BEGIN Records supplied
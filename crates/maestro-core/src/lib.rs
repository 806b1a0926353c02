//! Core types and error definitions for the Maestro orchestrator.
//!
//! This crate provides the foundational types shared across all Maestro
//! crates: the unified error enum, the `Result` alias, and the QA domain
//! models exchanged between the orchestrator and its test agents.
//!
//! # Main types
//!
//! - [`MaestroError`] — Unified error enum for all Maestro subsystems.
//! - [`MaestroResult`] — Convenience alias for `Result<T, MaestroError>`.
//! - [`TestCase`] / [`TestStep`] — A test case as managed by the test
//!   management system and executed by remote agents.
//! - [`TestExecutionResult`] — The outcome of one executed test case.

pub mod models;

pub use models::*;

/// Top-level error type for the Maestro orchestrator.
///
/// The variants mirror the externally observable failure classes: routing
/// failures are reported as "not found", a contended exclusivity gate as
/// "busy, retry later", and a missed execution deadline as a timeout —
/// each distinct from transport errors and from tasks that genuinely
/// finished in a failed state.
#[derive(Debug, thiserror::Error)]
pub enum MaestroError {
    /// No agent is registered, or no agent could be resolved for a task.
    #[error("Routing error: {0}")]
    Routing(String),

    /// The exclusivity gate could not be acquired within the bounded wait.
    #[error("Service busy: {0}")]
    Busy(String),

    /// An outbound HTTP request or JSON-RPC exchange failed at the
    /// transport or protocol level.
    #[error("HTTP error: {0}")]
    Http(String),

    /// A remote task reached a terminal `failed` state.
    #[error("Task error: {0}")]
    Task(String),

    /// A deadline expired while waiting for a terminal task state.
    #[error("Timeout: {0}")]
    Timeout(String),

    /// A terminal task produced no usable output, or structured extraction
    /// yielded nothing.
    #[error("Extraction error: {0}")]
    Extraction(String),

    /// An incoming trigger request was malformed.
    #[error("Bad request: {0}")]
    BadRequest(String),

    /// An error in configuration parsing or validation.
    #[error("Config error: {0}")]
    Config(String),

    /// An error from a test-management or reporting collaborator.
    #[error("Reporting error: {0}")]
    Report(String),

    /// A JSON serialization or deserialization error.
    #[error("JSON error: {0}")]
    Json(#[from] serde_json::Error),

    /// A standard I/O error.
    #[error("IO error: {0}")]
    Io(#[from] std::io::Error),
}

/// A convenience `Result` alias using [`MaestroError`].
pub type MaestroResult<T> = Result<T, MaestroError>;
//! The gateway router and the three trigger handlers.

use crate::error::ApiError;
use crate::middleware::{api_key_middleware, ApiKeyConfig};
use axum::{
    extract::State,
    middleware as axum_mw,
    response::IntoResponse,
    routing::{get, post},
    Json, Router,
};
use maestro_core::{MaestroError, ProjectExecutionRequest};
use maestro_engine::Engine;
use std::sync::Arc;
use tracing::info;

/// Shared application state.
pub struct AppState {
    pub engine: Arc<Engine>,
}

/// The trigger-facing HTTP server.
pub struct GatewayServer;

impl GatewayServer {
    /// Build the router with all trigger endpoints and optional API-key
    /// auth.
    pub fn build(engine: Arc<Engine>, api_key: ApiKeyConfig) -> Router {
        let state = Arc::new(AppState { engine });

        let app = Router::new()
            .route("/new-requirements-available", post(review_requirements))
            .route(
                "/story-ready-for-test-case-generation",
                post(generate_test_cases),
            )
            .route("/execute-tests", post(execute_tests))
            .route("/health", get(health))
            .with_state(state);

        if api_key.is_enabled() {
            app.layer(axum_mw::from_fn_with_state(
                Arc::new(api_key),
                api_key_middleware,
            ))
        } else {
            app
        }
    }
}

async fn health() -> impl IntoResponse {
    Json(serde_json::json!({"status": "ok", "service": "maestro"}))
}

/// Webhook fired when a user story's requirements are ready for review.
async fn review_requirements(
    State(state): State<Arc<AppState>>,
    Json(payload): Json<serde_json::Value>,
) -> Result<impl IntoResponse, ApiError> {
    info!("Received an event from Jira, requesting requirements review from an agent");
    let issue_key = issue_key_from(&payload)?;
    let message = state.engine.review_requirements(&issue_key).await?;
    Ok(Json(serde_json::json!({ "message": message })))
}

/// Webhook fired when a story is ready for test case generation.
async fn generate_test_cases(
    State(state): State<Arc<AppState>>,
    Json(payload): Json<serde_json::Value>,
) -> Result<impl IntoResponse, ApiError> {
    info!("Received an event from Jira, requesting test case generation from an agent");
    let issue_key = issue_key_from(&payload)?;
    let message = state.engine.run_generation_workflow(&issue_key).await?;
    Ok(Json(serde_json::json!({ "message": message })))
}

/// Request to execute all automated tests of a project.
async fn execute_tests(
    State(state): State<Arc<AppState>>,
    Json(request): Json<ProjectExecutionRequest>,
) -> Result<impl IntoResponse, ApiError> {
    let message = state.engine.execute_project_tests(&request.project_key).await?;
    Ok(Json(serde_json::json!({ "message": message })))
}

/// Pull the Jira issue key out of an arbitrary webhook payload.
fn issue_key_from(payload: &serde_json::Value) -> Result<String, ApiError> {
    payload["issue_key"]
        .as_str()
        .filter(|key| !key.is_empty())
        .map(String::from)
        .ok_or_else(|| {
            ApiError(MaestroError::BadRequest(
                "Request has no Jira issue key in the payload".to_string(),
            ))
        })
}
END Records supplied
Write out the full listing exactly as given.

filename crates/maestro-core/src/lib.rs
repository 806b1a0926353c02
//! Core types and error definitions for the Maestro orchestrator.
//!
//! This crate provides the foundational types shared across all Maestro
//! crates: the unified error enum, the `Result` alias, and the QA domain
//! models exchanged between the orchestrator and its test agents.
//!
//! # Main types
//!
//! - [`MaestroError`] — Unified error enum for all Maestro subsystems.
//! - [`MaestroResult`] — Convenience alias for `Result<T, MaestroError>`.
//! - [`TestCase`] / [`TestStep`] — A test case as managed by the test
//!   management system and executed by remote agents.
//! - [`TestExecutionResult`] — The outcome of one executed test case.

pub mod models;

pub use models::*;

/// Top-level error type for the Maestro orchestrator.
///
/// The variants mirror the externally observable failure classes: routing
/// failures are reported as "not found", a contended exclusivity gate as
/// "busy, retry later", and a missed execution deadline as a timeout —
/// each distinct from transport errors and from tasks that genuinely
/// finished in a failed state.
#[derive(Debug, thiserror::Error)]
pub enum MaestroError {
    /// No agent is registered, or no agent could be resolved for a task.
    #[error("Routing error: {0}")]
    Routing(String),

    /// The exclusivity gate could not be acquired within the bounded wait.
    #[error("Service busy: {0}")]
    Busy(String),

    /// An outbound HTTP request or JSON-RPC exchange failed at the
    /// transport or protocol level.
    #[error("HTTP error: {0}")]
    Http(String),

    /// A remote task reached a terminal `failed` state.
    #[error("Task error: {0}")]
    Task(String),

    /// A deadline expired while waiting for a terminal task state.
    #[error("Timeout: {0}")]
    Timeout(String),

    /// A terminal task produced no usable output, or structured extraction
    /// yielded nothing.
    #[error("Extraction error: {0}")]
    Extraction(String),

    /// An incoming trigger request was malformed.
    #[error("Bad request: {0}")]
    BadRequest(String),

    /// An error in configuration parsing or validation.
    #[error("Config error: {0}")]
    Config(String),

    /// An error from a test-management or reporting collaborator.
    #[error("Reporting error: {0}")]
    Report(String),

    /// A JSON serialization or deserialization error.
    #[error("JSON error: {0}")]
    Json(#[from] serde_json::Error),

    /// A standard I/O error.
    #[error("IO error: {0}")]
    Io(#[from] std::io::Error),
}

/// A convenience `Result` alias using [`MaestroError`].
pub type MaestroResult<T> = Result<T, MaestroError>;
//! The gateway router and the three trigger handlers.

use crate::error::ApiError;
use crate::middleware::{api_key_middleware, ApiKeyConfig};
use axum::{
    extract::State,
    middleware as axum_mw,
    response::IntoResponse,
    routing::{get, post},
    Json, Router,
};
use maestro_core::{MaestroError, ProjectExecutionRequest};
use maestro_engine::Engine;
use std::sync::Arc;
use tracing::info;

/// Shared application state.
pub struct AppState {
    pub engine: Arc<Engine>,
}

/// The trigger-facing HTTP server.
pub struct GatewayServer;

impl GatewayServer {
    /// Build the router with all trigger endpoints and optional API-key
    /// auth.
    pub fn build(engine: Arc<Engine>, api_key: ApiKeyConfig) -> Router {
        let state = Arc::new(AppState { engine });

        let app = Router::new()
            .route("/new-requirements-available", post(review_requirements))
            .route(
                "/story-ready-for-test-case-generation",
                post(generate_test_cases),
            )
            .route("/execute-tests", post(execute_tests))
            .route("/health", get(health))
            .with_state(state);

        if api_key.is_enabled() {
            app.layer(axum_mw::from_fn_with_state(
                Arc::new(api_key),
                api_key_middleware,
            ))
        } else {
            app
        }
    }
}

async fn health() -> impl IntoResponse {
    Json(serde_json::json!({"status": "ok", "service": "maestro"}))
}

/// Webhook fired when a user story's requirements are ready for review.
async fn review_requirements(
    State(state): State<Arc<AppState>>,
    Json(payload): Json<serde_json::Value>,
) -> Result<impl IntoResponse, ApiError> {
    info!("Received an event from Jira, requesting requirements review from an agent");
    let issue_key = issue_key_from(&payload)?;
    let message = state.engine.review_requirements(&issue_key).await?;
    Ok(Json(serde_json::json!({ "message": message })))
}

/// Webhook fired when a story is ready for test case generation.
async fn generate_test_cases(
    State(state): State<Arc<AppState>>,
    Json(payload): Json<serde_json::Value>,
) -> Result<impl IntoResponse, ApiError> {
    info!("Received an event from Jira, requesting test case generation from an agent");
    let issue_key = issue_key_from(&payload)?;
    let message = state.engine.run_generation_workflow(&issue_key).await?;
    Ok(Json(serde_json::json!({ "message": message })))
}

/// Request to execute all automated tests of a project.
async fn execute_tests(
    State(state): State<Arc<AppState>>,
    Json(request): Json<ProjectExecutionRequest>,
) -> Result<impl IntoResponse, ApiError> {
    let message = state.engine.execute_project_tests(&request.project_key).await?;
    Ok(Json(serde_json::json!({ "message": message })))
}

/// Pull the Jira issue key out of an arbitrary webhook payload.
fn issue_key_from(payload: &serde_json::Value) -> Result<String, ApiError> {
    payload["issue_key"]
        .as_str()
        .filter(|key| !key.is_empty())
        .map(String::from)
        .ok_or_else(|| {
            ApiError(MaestroError::BadRequest(
                "Request has no Jira issue key in the payload".to_string(),
            ))
        })
}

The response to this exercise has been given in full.